I rolled down a grassy hill. I went to my first gala film
premiere. I lifted some weights. I only had one
coffee. I sneezed. I killed a mosquito. I cleaned the
vegetable crisper. I saw my best friend. I self-taped
an audition for the role of Shawn in a film called He's
Out There, even though I know I won't get it. I was
hot. I ate some buffalo-wing-flavoured combos. I
swam in Okanagan Lake. I ran. I didn't get a
callback. I thought about Orlando, the city, not the
book. I clipped my fingernails. I saw a fly trapped in
a Ziploc bag at the playground and I didn't let it out.
My parents visited. I read 36 chapbook-length
manuscripts. I tried teaching my 10-month-old how
to gesture "momma" in American Sign Language,
which he could only imitate as "bitch." I lifted some
weights.
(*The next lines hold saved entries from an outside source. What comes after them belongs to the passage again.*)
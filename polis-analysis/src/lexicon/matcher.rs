//! Weighted keyword/phrase matching.
//!
//! Matching is case-insensitive, respects word boundaries, lets any run of
//! whitespace separate the words of a phrase, and tolerates a trailing plural
//! `s`/`es` so "free market" also hits "free markets".

use regex::{Regex, RegexSet};
use std::collections::BTreeSet;

use polis_common::config::MatchingConfig;
use polis_common::{Error, Result};

/// Whether a term is a single keyword or a multi-word phrase.
#[derive(Debug, Clone, Copy, PartialEq, Eq)]
pub enum TermKind {
    Keyword,
    Phrase,
}

impl TermKind {
    /// Contribution of one hit of this kind.
    pub fn weight(self, weights: &MatchingConfig) -> f64 {
        match self {
            TermKind::Keyword => weights.keyword_weight,
            TermKind::Phrase => weights.phrase_weight,
        }
    }
}

/// Occurrences of one term in a text.
#[derive(Debug, Clone, PartialEq)]
pub struct TermHit<'a> {
    pub term: &'a str,
    pub kind: TermKind,
    pub count: usize,
}

impl TermHit<'_> {
    /// Weighted contribution of all occurrences.
    pub fn contribution(&self, weights: &MatchingConfig) -> f64 {
        self.kind.weight(weights) * self.count as f64
    }
}

#[derive(Debug, Clone)]
struct CompiledTerm {
    text: String,
    kind: TermKind,
    pattern: Regex,
}

/// Compiled matcher over one keyword set and one phrase set.
#[derive(Debug, Clone)]
pub struct TermMatcher {
    terms: Vec<CompiledTerm>,
    /// Prefilter: one pass tells which terms occur at all
    set: RegexSet,
}

fn term_pattern(words: &[&str]) -> String {
    let body = words
        .iter()
        .map(|w| regex::escape(w))
        .collect::<Vec<_>>()
        .join(r"\s+");
    format!(r"(?i)\b{body}(?:s|es)?\b")
}

fn normalize(term: &str) -> String {
    term.split_whitespace().collect::<Vec<_>>().join(" ").to_lowercase()
}

impl TermMatcher {
    /// Compile a matcher.
    ///
    /// Keywords must be single tokens and phrases must have at least two
    /// words. Duplicates collapse to one term.
    pub fn new(keywords: &[String], phrases: &[String]) -> Result<Self> {
        let mut seen = BTreeSet::new();
        let mut terms = Vec::with_capacity(keywords.len() + phrases.len());

        for (raw, kind) in keywords
            .iter()
            .map(|k| (k, TermKind::Keyword))
            .chain(phrases.iter().map(|p| (p, TermKind::Phrase)))
        {
            let text = normalize(raw);
            let words: Vec<&str> = text.split(' ').filter(|w| !w.is_empty()).collect();

            match (kind, words.len()) {
                (_, 0) => {
                    return Err(Error::Validation("empty indicator term".to_string()));
                }
                (TermKind::Keyword, n) if n > 1 => {
                    return Err(Error::Validation(format!(
                        "keyword \"{text}\" has {n} words; list it as a phrase"
                    )));
                }
                (TermKind::Phrase, 1) => {
                    return Err(Error::Validation(format!(
                        "phrase \"{text}\" is a single word; list it as a keyword"
                    )));
                }
                _ => {}
            }

            if !seen.insert(text.clone()) {
                continue;
            }

            let pattern = Regex::new(&term_pattern(&words))
                .map_err(|e| Error::Validation(format!("term \"{text}\": {e}")))?;
            terms.push(CompiledTerm {
                text,
                kind,
                pattern,
            });
        }

        let set = RegexSet::new(terms.iter().map(|t| t.pattern.as_str()))
            .map_err(|e| Error::Validation(format!("indicator set: {e}")))?;

        Ok(Self { terms, set })
    }

    /// Number of distinct terms.
    pub fn len(&self) -> usize {
        self.terms.len()
    }

    pub fn is_empty(&self) -> bool {
        self.terms.is_empty()
    }

    /// Whether the matcher contains a term (normalized comparison).
    pub fn contains(&self, term: &str) -> bool {
        let needle = normalize(term);
        self.terms.iter().any(|t| t.text == needle)
    }

    /// Iterate the normalized terms.
    pub fn terms(&self) -> impl Iterator<Item = (&str, TermKind)> {
        self.terms.iter().map(|t| (t.text.as_str(), t.kind))
    }

    /// All terms occurring in `text`, in definition order.
    pub fn hits<'a>(&'a self, text: &str) -> Vec<TermHit<'a>> {
        if self.terms.is_empty() || text.is_empty() {
            return Vec::new();
        }

        self.set
            .matches(text)
            .into_iter()
            .filter_map(|i| {
                let term = &self.terms[i];
                let count = term.pattern.find_iter(text).count();
                (count > 0).then_some(TermHit {
                    term: &term.text,
                    kind: term.kind,
                    count,
                })
            })
            .collect()
    }

    /// Weighted hit total: keyword hits × keyword weight + phrase hits × phrase weight.
    pub fn weighted_total(&self, text: &str, weights: &MatchingConfig) -> f64 {
        self.hits(text).iter().map(|h| h.contribution(weights)).sum()
    }
}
I lamented not having found Anne Tardos
and her work 10 years ago. I felt like a hammer. I
nabbed a feral kitten out from under a red minivan at
Caravan Farm Theatre and brought it home. I went
swimming at the green boathouse. The kitten went
to live with our friend Cody. I signed up for a 
LinkedIn account. I ran. I read about Yuxweluptun's
proposal to rename B.C. I worked out at the Vernon
Boxing Club for the first time.

πŸ“£πŸ“£πŸ“£πŸ“£πŸ“£πŸ“£

Today's book of poetry looks out over our big wooden desk and sees the room Michael Hewko built for me.  A quick and simple look at our shelves quickly reveals how poetry beasts like David Clewell, Stuart Ross, Cameron Anstee, David Collins, et al., have showered on our office with generosity.  The poetry world can be like that.  We have much to be thankful for in these offices and it gives Today's book of poetry hope.

In CIRCADIA eckhoff circumnavigates some difficult terrain but with such elan that the lasting impression is one of giddy comfort.  You will have a poetry smile on your face after reading this book, our new intern Tomas guarantees it.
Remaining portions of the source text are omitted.